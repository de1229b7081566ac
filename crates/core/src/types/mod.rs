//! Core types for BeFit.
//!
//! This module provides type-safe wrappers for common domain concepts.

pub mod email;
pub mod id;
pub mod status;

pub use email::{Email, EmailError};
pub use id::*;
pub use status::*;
━━━━━━━━━━━━━━━━━━━━━━━━━━━━━━
Without skipping a line, retype the full listing.

Answer to this exercise:
repository de1229b7081566ac
filename crates/core/src/types/mod.rs
//! Core types for BeFit.
//!
//! This module provides type-safe wrappers for common domain concepts.

pub mod email;
pub mod id;
pub mod status;

pub use email::{Email, EmailError};
pub use id::*;
pub use status::*;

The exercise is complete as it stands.